Let me play out the narrative you'll hear over the next few hours.
Bo Porter got unfairly blamed.
The GM who fired him should be gone instead.
Crane picked Luhnow over Porter. He better be right.
How could Porter win with such a crappy team?
This will dominate the headlines. We'll see writers across the spectrum weigh in with opinions. Given that a number of sources from the Houston Chronicle (that'd be Houston's only mainstream media outlet, which largely drives perception about the teams it covers) will blast the Astros for this. You can guess who they might be already.
But, that's not important. The question of whether Bo Porter took the fall for organizational misfires is where we need to look.
It's simple. Bo Porter was going to be fired the day he took the job. There was no silver lining to this job for Porter. Managers who lose 100 games don't last long in baseball, no matter what team they've been given. It was assumed that Porter had the front office's backing and that he'd stay despite the losses.
That's because this rebuild was part of the plan. The Astros knew they'd lose and lose and lose. Jim Crane signed off on that when he hired Jeff Luhnow, who should have probably conveyed that to Bo Porter.
Yet, the Astros continued to underachieve. They lost more games last season than they expected for many reasons, but they still dropped 15 straight to end the year. They had expectations (unfair, though they may be) to get to .500 this season and have fallen short of that.
Who's fault is that?
Is it the guy picking the players?
Is it the guy tasked with getting the most out of those players?
Yes and yes. Both Luhnow and Porter are to blame for this year's record. Luhnow has overseen many more losses than wins in his three seasons at the helm of this team. The Astros have improved, but have they improved by enough?
Chris Carter finally broke out. Dallas Keuchel and Collin McHugh did too.
Yet, a troubling toxicity existed in the clubhouse. Don't let anyone fool you, though. It existed before Bo Porter came to town. It existed back in 2012 when Lucas Harrell complained in the clubhouse about the four-man rotation. It continued last summer when Bud Norris and Harrell continued to complain. It happened in 2012 when veteran players complained to Craig Biggio in the clubhouse about the lack of veteran support to lead a young ballclub.
There have also been plenty of rumors that Porter couldn't fill out his own lineup, that the front office told him who to play and he had to go along with it.
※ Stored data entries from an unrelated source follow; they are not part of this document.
use async_trait::async_trait;
use log::{debug, info};
use std::sync::Arc;

use super::transactions_model::{NewTransaction, TransactionInput, TransactionType, TransactionWithCategory};
use super::transactions_traits::{TransactionRepositoryTrait, TransactionServiceTrait};
use crate::categories::CategoryRepositoryTrait;
use crate::errors::{Error, Result};
use crate::utils::{non_blank, parse_datetime_input, positive_amount};

/// Service for recording and listing transactions
pub struct TransactionService {
    repository: Arc<dyn TransactionRepositoryTrait>,
    category_repository: Arc<dyn CategoryRepositoryTrait>,
}

impl TransactionService {
    pub fn new(
        repository: Arc<dyn TransactionRepositoryTrait>,
        category_repository: Arc<dyn CategoryRepositoryTrait>,
    ) -> Self {
        Self {
            repository,
            category_repository,
        }
    }

    fn validate(&self, user_id: &str, input: TransactionInput) -> Result<NewTransaction> {
        let amount = input.amount.filter(|a| !a.is_blank());
        let transaction_type = non_blank(input.transaction_type.as_deref());
        let description = non_blank(input.description.as_deref());
        let date = non_blank(input.date.as_deref());
        let category_id = non_blank(input.category_id.as_deref());

        let (Some(amount), Some(transaction_type), Some(description), Some(date), Some(category_id)) =
            (amount, transaction_type, description, date, category_id)
        else {
            return Err(Error::missing_field("All fields are required"));
        };

        let amount = positive_amount(&amount, "Amount")?;
        let transaction_type: TransactionType = transaction_type.parse()?;
        let date = parse_datetime_input(&date)?;

        if self
            .category_repository
            .get_for_user(user_id, &category_id)?
            .is_none()
        {
            debug!("Category {} not found for user {}", category_id, user_id);
            return Err(Error::invalid_input("Invalid category"));
        }

        Ok(NewTransaction {
            user_id: user_id.to_string(),
            category_id,
            amount,
            transaction_type,
            description,
            date,
        })
    }
}

#[async_trait]
impl TransactionServiceTrait for TransactionService {
    fn list_transactions(&self, user_id: &str) -> Result<Vec<TransactionWithCategory>> {
        self.repository.list_for_user(user_id)
    }

    async fn create_transaction(
        &self,
        user_id: &str,
        input: TransactionInput,
    ) -> Result<TransactionWithCategory> {
        let new_transaction = self.validate(user_id, input)?;
        let created = self.repository.insert(new_transaction).await?;
        info!(
            "Created {} transaction {} for user {}",
            created.transaction_type, created.id, user_id
        );
        self.repository
            .get_for_user(user_id, &created.id)?
            .ok_or_else(|| Error::Unexpected(format!("Transaction {} vanished after insert", created.id)))
    }

    async fn delete_transaction(&self, user_id: &str, id: &str) -> Result<()> {
        let deleted = self.repository.delete_for_user(user_id, id).await?;
        if deleted == 0 {
            return Err(Error::not_found("Transaction not found"));
        }
        Ok(())
    }
}
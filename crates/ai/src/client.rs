//! Completion clients.

use async_trait::async_trait;
use log::{debug, warn};
use reqwest::Client as HttpClient;
use serde::{Deserialize, Serialize};
use std::time::Duration;

use crate::error::{AiError, Result};
use crate::types::{ChatMessage, CompletionSettings, DEFAULT_BASE_URL};

/// Sends a conversation to a language model and returns the raw reply text.
#[async_trait]
pub trait CompletionClient: Send + Sync {
    async fn complete(
        &self,
        messages: &[ChatMessage],
        settings: &CompletionSettings,
    ) -> Result<String>;
}

#[derive(Debug, Serialize)]
struct CompletionRequest<'a> {
    model: &'a str,
    messages: &'a [ChatMessage],
    temperature: f32,
    max_tokens: u32,
}

#[derive(Debug, Deserialize)]
struct CompletionResponse {
    #[serde(default)]
    choices: Vec<CompletionChoice>,
}

#[derive(Debug, Deserialize)]
struct CompletionChoice {
    message: Option<CompletionMessage>,
}

#[derive(Debug, Deserialize)]
struct CompletionMessage {
    content: Option<String>,
}

/// Returns the trimmed content of the first choice, if any.
fn first_choice_content(response: CompletionResponse) -> Result<String> {
    response
        .choices
        .into_iter()
        .next()
        .and_then(|choice| choice.message)
        .and_then(|message| message.content)
        .map(|content| content.trim().to_string())
        .filter(|content| !content.is_empty())
        .ok_or(AiError::EmptyResponse)
}

/// Client for any endpoint speaking the OpenAI `/chat/completions` protocol.
pub struct OpenAiCompatibleClient {
    http: HttpClient,
    base_url: String,
    api_key: Option<String>,
}

impl OpenAiCompatibleClient {
    pub fn new(base_url: Option<String>, api_key: Option<String>, timeout: Duration) -> Result<Self> {
        let http = HttpClient::builder().timeout(timeout).build()?;
        let base_url = base_url
            .filter(|url| !url.trim().is_empty())
            .unwrap_or_else(|| DEFAULT_BASE_URL.to_string());
        Ok(Self {
            http,
            base_url: base_url.trim_end_matches('/').to_string(),
            api_key: api_key.filter(|key| !key.trim().is_empty()),
        })
    }

    pub fn endpoint(&self) -> String {
        format!("{}/chat/completions", self.base_url)
    }
}

#[async_trait]
impl CompletionClient for OpenAiCompatibleClient {
    async fn complete(
        &self,
        messages: &[ChatMessage],
        settings: &CompletionSettings,
    ) -> Result<String> {
        let api_key = self.api_key.as_deref().ok_or(AiError::MissingApiKey)?;
        let body = CompletionRequest {
            model: &settings.model,
            messages,
            temperature: settings.temperature,
            max_tokens: settings.max_tokens,
        };

        debug!(
            "Sending {} message(s) to {} using {}",
            messages.len(),
            self.endpoint(),
            settings.model
        );
        let response = self
            .http
            .post(self.endpoint())
            .bearer_auth(api_key)
            .json(&body)
            .send()
            .await?;

        let status = response.status();
        if !status.is_success() {
            let detail = response.text().await.unwrap_or_default();
            warn!("Completion request failed with {}: {}", status, detail);
            return Err(AiError::provider(format!("{status}: {detail}")));
        }

        let parsed: CompletionResponse = response.json().await?;
        first_choice_content(parsed)
    }
}
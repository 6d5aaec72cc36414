//! Shared DTOs for the chat relay.

use serde::{Deserialize, Serialize};

/// A single chat message, forwarded to the provider verbatim.
#[derive(Debug, Clone, PartialEq, Eq, Serialize, Deserialize)]
pub struct ChatMessage {
    pub role: String,
    pub content: String,
}

impl ChatMessage {
    pub fn user(content: impl Into<String>) -> Self {
        Self {
            role: "user".to_string(),
            content: content.into(),
        }
    }
}

/// Outcome returned to clients. Failures are reported in-band with
/// `success: false`.
#[derive(Debug, Clone, PartialEq, Eq, Serialize, Deserialize)]
pub struct ChatReply {
    pub success: bool,
    pub message: String,
}

impl ChatReply {
    pub fn ok(message: impl Into<String>) -> Self {
        Self {
            success: true,
            message: message.into(),
        }
    }

    pub fn failed(message: impl Into<String>) -> Self {
        Self {
            success: false,
            message: message.into(),
        }
    }
}

/// Sampling parameters sent with every completion request.
#[derive(Debug, Clone, PartialEq)]
pub struct CompletionSettings {
    pub model: String,
    pub temperature: f32,
    pub max_tokens: u32,
}

pub const DEFAULT_MODEL: &str = "deepseek-ai/DeepSeek-V3";
pub const DEFAULT_BASE_URL: &str = "https://api.together.xyz/v1";

impl Default for CompletionSettings {
    fn default() -> Self {
        Self {
            model: DEFAULT_MODEL.to_string(),
            temperature: 0.7,
            max_tokens: 500,
        }
    }
}
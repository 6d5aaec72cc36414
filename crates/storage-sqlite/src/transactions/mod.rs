//! SQLite storage implementation for transactions and their aggregates.

mod model;
mod repository;

pub use model::TransactionDB;
pub use repository::TransactionRepository;
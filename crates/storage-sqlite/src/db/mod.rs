//! Connection management: pool creation, migrations and the single writer.

use log::{error, info};
use std::fs;
use std::path::Path;
use std::sync::Arc;
use std::time::Duration;

use diesel::connection::{Connection, SimpleConnection};
use diesel::r2d2::{self, ConnectionManager, Pool, PooledConnection};
use diesel::sqlite::SqliteConnection;
use diesel_migrations::{embed_migrations, EmbeddedMigrations, MigrationHarness};

use crate::errors::{IntoCore, StorageError};
use fintrack_core::errors::{DatabaseError, Error, Result};

pub mod write_actor;
pub use write_actor::{spawn_writer, WriteHandle};

const MIGRATIONS: EmbeddedMigrations = embed_migrations!();

pub type DbPool = Pool<ConnectionManager<SqliteConnection>>;
pub type DbConnection = PooledConnection<ConnectionManager<SqliteConnection>>;

/// Creates the database file (and its parent directory) if missing and
/// switches it to WAL mode. Returns the path that was initialised.
pub fn init(db_path: &str) -> Result<String> {
    if let Some(db_dir) = Path::new(db_path).parent() {
        if !db_dir.as_os_str().is_empty() && !db_dir.exists() {
            fs::create_dir_all(db_dir).map_err(StorageError::from)?;
        }
    }

    let mut conn = SqliteConnection::establish(db_path).map_err(StorageError::from)?;
    conn.batch_execute(
        "PRAGMA journal_mode = WAL;
         PRAGMA foreign_keys = ON;
         PRAGMA busy_timeout = 30000;
         PRAGMA synchronous = NORMAL;",
    )
    .into_core()?;

    Ok(db_path.to_string())
}

pub fn create_pool(db_path: &str) -> Result<Arc<DbPool>> {
    let manager = ConnectionManager::<SqliteConnection>::new(db_path);
    let pool = Pool::builder()
        .max_size(8)
        .min_idle(Some(1))
        .connection_timeout(Duration::from_secs(30))
        .connection_customizer(Box::new(ConnectionCustomizer))
        .build(manager)
        .map_err(|e| Error::Database(DatabaseError::PoolCreationFailed(e.to_string())))?;
    Ok(Arc::new(pool))
}

pub fn run_migrations(pool: &DbPool) -> Result<()> {
    info!("Running database migrations");
    let mut connection = get_connection(pool)?;

    let applied = connection.run_pending_migrations(MIGRATIONS).map_err(|e| {
        error!("Database migration failed: {}", e);
        Error::from(StorageError::MigrationFailed(e.to_string()))
    })?;

    if applied.is_empty() {
        info!("No pending migrations to apply.");
    } else {
        for version in &applied {
            info!("Applied migration {}", version);
        }
    }
    Ok(())
}

pub fn get_connection(pool: &DbPool) -> Result<DbConnection> {
    pool.get().into_core()
}

/// Opens (or creates) the database at `db_path`, applies migrations and
/// starts the writer. This is the single entry point used by the server.
pub fn open(db_path: &str) -> Result<(Arc<DbPool>, WriteHandle)> {
    let path = init(db_path)?;
    let pool = create_pool(&path)?;
    run_migrations(&pool)?;
    let writer = spawn_writer(pool.as_ref().clone());
    Ok((pool, writer))
}

#[derive(Debug)]
struct ConnectionCustomizer;

impl r2d2::CustomizeConnection<SqliteConnection, r2d2::Error> for ConnectionCustomizer {
    fn on_acquire(&self, conn: &mut SqliteConnection) -> std::result::Result<(), r2d2::Error> {
        conn.batch_execute(
            "PRAGMA foreign_keys = ON;
             PRAGMA busy_timeout = 30000;
             PRAGMA synchronous = NORMAL;",
        )
        .map_err(r2d2::Error::QueryError)
    }
}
If that's the case, who gets the blame for all those losses? What is Porter's job? Maybe it's to keep the clubhouse focused on the same goal, not to create strife within the organization.
This has been going on for a while now. It's not new.
So, does that put the timing into context? Was this about Bo Porter's insubordination with Luhnow rising to new levels over the weekend? Was it about someone leaking sources past the Chronicle to the national media to draw attention to the situation?
Or, was it really about changing the entitled air in the clubhouse? Put the Appel Bullpen stuff into this box, too. Put the comments Jarred Cosart continues to spit out into this box as well.
Something had to change. Turned out that change was Porter and Trembley leaving the past behind.
Porter was never sticking around a long time. If he had, it would have been news. Now? Inevitability finally caught up with him. That's not as fun a narrative, but it's probably the right one.